Intervention de Daniel Lenoir

Réunion du 26 septembre 2012 à 9h30
Commission du développement durable et de l'aménagement du territoire

Daniel Lenoir, directeur général de l'Agence régionale de santé, ARS du Nord-Pas-de-Calais :

Il y a dix ans, quand je dirigeais la Mutualité sociale agricole (MSA), j'avais déjà signalé le risque de désertification médicale en milieu rural, alors que le phénomène n'était pas encore visible. Il est désormais avéré. Et il ne touche pas que les zones rurales. Dans le Nord-Pas-de-Calais, le problème se posera avant cinq ans non seulement dans l'arrière-pays du littoral et dans le sud, mais aussi dans le sillon minier et sur le versant nord-est de la métropole, c'est-à-dire dans des zones urbaines sensibles.

Ce problème ne saurait non plus être réduit au manque de généralistes. La ministre a annoncé qu'elle voulait mettre en place des équipes de soin de proximité : en effet, quel que soit le débat entre incitation et coercition, on ne répondra aux besoins médicaux, qui portent de plus en plus sur le suivi des maladies chroniques, qu'en libérant du temps médical et en faisant coopérer avec les médecins traitants infirmiers et kinésithérapeutes, qui peuvent participer à une prise en charge de proximité. Dans ma région, il existe soixante projets de maisons et pôles de santé et j'ai agréé récemment un protocole de coopération entre un ophtalmologiste et des orthoptistes : les seconds assureront les mesures de la réfraction, de sorte que le premier pourra se consacrer aux actes plus complexes.
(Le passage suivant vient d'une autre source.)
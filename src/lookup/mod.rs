//! Post-game word lookup
//!
//! Definitions and a translation of the revealed word. Every lookup is best
//! effort: a failed service leaves its part of the details empty.

mod http;
mod task;

pub use http::HttpLookup;
pub use task::LookupTask;

use crate::core::Word;
use crate::error::ServiceError;
use crate::game::GameStatus;
use log::{debug, warn};
use serde::{Deserialize, Serialize};

/// How a finished game ended
#[derive(Debug, Clone, Copy, PartialEq, Eq, Serialize, Deserialize)]
#[serde(rename_all = "lowercase")]
pub enum Outcome {
    Won,
    Lost,
}

impl Outcome {
    /// Outcome of a terminal status; `None` while the game is in progress
    #[must_use]
    pub const fn from_status(status: GameStatus) -> Option<Self> {
        match status {
            GameStatus::Won => Some(Self::Won),
            GameStatus::Lost => Some(Self::Lost),
            GameStatus::InProgress => None,
        }
    }

    #[must_use]
    pub const fn status(self) -> GameStatus {
        match self {
            Self::Won => GameStatus::Won,
            Self::Lost => GameStatus::Lost,
        }
    }
}

#[derive(Debug, Clone, PartialEq, Eq, Serialize, Deserialize)]
pub struct Definition {
    pub definition: String,
    #[serde(default, skip_serializing_if = "Option::is_none")]
    pub example: Option<String>,
}

/// One sense of the word, grouped by part of speech
#[derive(Debug, Clone, PartialEq, Eq, Serialize, Deserialize)]
#[serde(rename_all = "camelCase")]
pub struct Meaning {
    pub part_of_speech: String,
    #[serde(default, skip_serializing_if = "Option::is_none")]
    pub phonetic: Option<String>,
    #[serde(default)]
    pub definitions: Vec<Definition>,
}

/// Everything shown after a game ends
#[derive(Debug, Clone, PartialEq, Eq, Serialize, Deserialize)]
pub struct PostGameDetails {
    pub word: String,
    pub outcome: Outcome,
    pub attempts: usize,
    #[serde(default)]
    pub meanings: Vec<Meaning>,
    #[serde(default)]
    pub translation: Option<String>,
    /// At least one service answered; bare details are looked up again
    #[serde(default)]
    pub looked_up: bool,
}

impl PostGameDetails {
    /// Details with nothing looked up yet
    #[must_use]
    pub fn bare(word: &Word, outcome: Outcome, attempts: usize) -> Self {
        Self {
            word: word.text().to_string(),
            outcome,
            attempts,
            meanings: Vec::new(),
            translation: None,
            looked_up: false,
        }
    }
}

/// Dictionary and translation services
pub trait WordLookup: Send + Sync {
    /// Definitions for a lowercase word
    ///
    /// # Errors
    /// `LookupUnavailable` if the service cannot be reached or knows no entry.
    fn define(&self, word: &str) -> Result<Vec<Meaning>, ServiceError>;

    /// Translation of a lowercase word
    ///
    /// # Errors
    /// `LookupUnavailable` if the service cannot be reached.
    fn translate(&self, word: &str) -> Result<String, ServiceError>;
}

/// Fill in `details` from `lookup`, omitting whatever fails
pub fn enrich(lookup: &dyn WordLookup, mut details: PostGameDetails) -> PostGameDetails {
    let word = details.word.to_ascii_lowercase();

    match lookup.define(&word) {
        Ok(meanings) => {
            debug!("Found {} meanings for {word}", meanings.len());
            details.meanings = meanings;
            details.looked_up = true;
        }
        Err(e) => warn!("Definition lookup for {word} failed: {e}"),
    }

    match lookup.translate(&word) {
        Ok(text) if !text.trim().is_empty() => {
            details.translation = Some(text);
            details.looked_up = true;
        }
        Ok(_) => {
            debug!("Empty translation for {word}");
            details.looked_up = true;
        }
        Err(e) => warn!("Translation lookup for {word} failed: {e}"),
    }

    details
}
Encore trois précisions concernant l'accès aux soins.

Les ARS travaillent à concrétiser l'engagement pris par le Président de la République de garantir un accès aux services d'urgence en moins de trente minutes. Cela passe par des mesures différenciées selon les situations : installation d'une structure mobile d'urgence et de réanimation (SMUR), révision du dispositif de transports héliportés, recours à des médecins correspondants du SAMU...

Nous avons également signé un accord avec la Belgique pour permettre au SAMU le plus proche d'intervenir sans considération de frontière. La répartition des interventions ayant été équilibrée, nous ne constatons pas à cette heure de transfert de charges d'un pays vers l'autre.

Le développement des maladies chroniques crée un besoin de dispositifs d'accompagnement, en particulier d'accompagnement des personnes âgées. En lien avec les conseils généraux, nous favorisons la prise en charge à domicile, ce qui comprend des aspects autres que sanitaires comme l'intervention d'aides ménagères. Nous développons aussi des structures adaptées à la prise en charge de pathologies ou handicaps spécifiques, comme la maladie d'Alzheimer ou l'autisme.

La problématique concentration versus dispersion concerne aussi l'hôpital public. Dans ma région, relativement dense, chaque zone possède un hôpital général, mais une prise en charge de haut niveau, comme celle qu'effectue un centre hospitalier régional universitaire (CHRU), ne peut être réalisée partout. Garantir la qualité et la sécurité des soins dispensés sur les plateaux lourds passe par une concentration plus forte de ces équipements.

Il est toujours délicat de trouver le bon équilibre entre proximité et qualité des soins, mais il y a deux manières de rapprocher l'hôpital de la population. La première est de faciliter les déplacements : nous implantons donc les nouveaux hôpitaux dans des noeuds de communication permettant un accès rapide mais, dans d'autres cas, il peut être nécessaire d'améliorer les réseaux de transport, notamment publics. La seconde manière consiste à développer la télémédecine, grâce à la généralisation du haut débit. Le Nord-Pas-de-Calais a ainsi mis en place le système Télé-AVC qui permet à un neurologue et à un radiologue d'effectuer à distance, en moins d'une heure, un diagnostic aussitôt transmis à l'urgentiste ; celui-ci sera alors à même, le cas échéant, de pratiquer une thrombolyse dans le délai impératif de trois heures. Ce dispositif fonctionnera bientôt dans cinq hôpitaux du sud de la région.

Comme toutes les ARS, nous avons élaboré un projet régional de santé. Après un temps de concertation avec les conseils généraux et avec le conseil régional, nous sommes entrés dans une phase plus formelle de consultation : nous avons adressé le projet à leurs présidents et aux préfets, afin de recueillir leur avis. Nous développons à présent une contractualisation, notamment sur le médico-social et sur la prévention. S'agissant enfin des contrats locaux de santé, j'ai décidé de donner la priorité aux intercommunalités, notamment pour certains problèmes comme la chloration de l'eau qui ne peuvent être traités par les petites communes.